There have been a few discussions about Io on HN before. Here is one post/thread from last year: http://news.ycombinator.com/item?id=1538835


while I second your feeling, Io is at least 8 years old, so not so new :)


yeah I wasn't aware that Io was as old as it is, which makes my rash judgment all the more rash, but I still feel that way about many of the (relatively) new languages mentioned on HN every now and then


http://news.ycombinator.com/item?id=750830

I don't get the "link to some long-existing home page with no comment" thing, but that's what voting/flagging is for.


What a satisfying language to read. I hooe it gains more traction.

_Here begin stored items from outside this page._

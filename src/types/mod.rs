//! Shared types: errors and the API response envelope

mod error;
mod response;

pub use error::{Result, SponsicoreError};
pub use response::{ApiResponse, ValidationErrorResponse};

and there is Ioke (http://ioke.org/) programming language. its not currently developing i think.he implement io (and some plus points) on jvm. I really like io's design, prototype based++, clean syntax, dynamic, macros...


it's down


IIRC, Steve, the designer of the langauge, hosts the site on his home connection.


Definitely not interested in another dynamically typed language, no matter how elegant.


Io is worth learning just to see what a clean prototype-based language feels like. It'll probably improve your understanding of Javascript.


I wish JavaScript's prototypal features were more like io's, or even Lua's. io was the first language I had seen where I really grocked prototypal inheritance.


I miss NewtonScript for its version of prototype inheritance, but was never fond of the syntax.


I was hacking Io at the C level years ago, and I understand prototype inheritance just fine. I'm far more interested in Scala and Haskell, thanks.


That's a rather ignorant statement to make.


That's a very presumptuous response. I'm very familiar with lisp, scheme, perl, python, php, ruby and javascript. After moving to scala last year I realized that I'm a lot more productive in a good statically typed language than I am in any of those.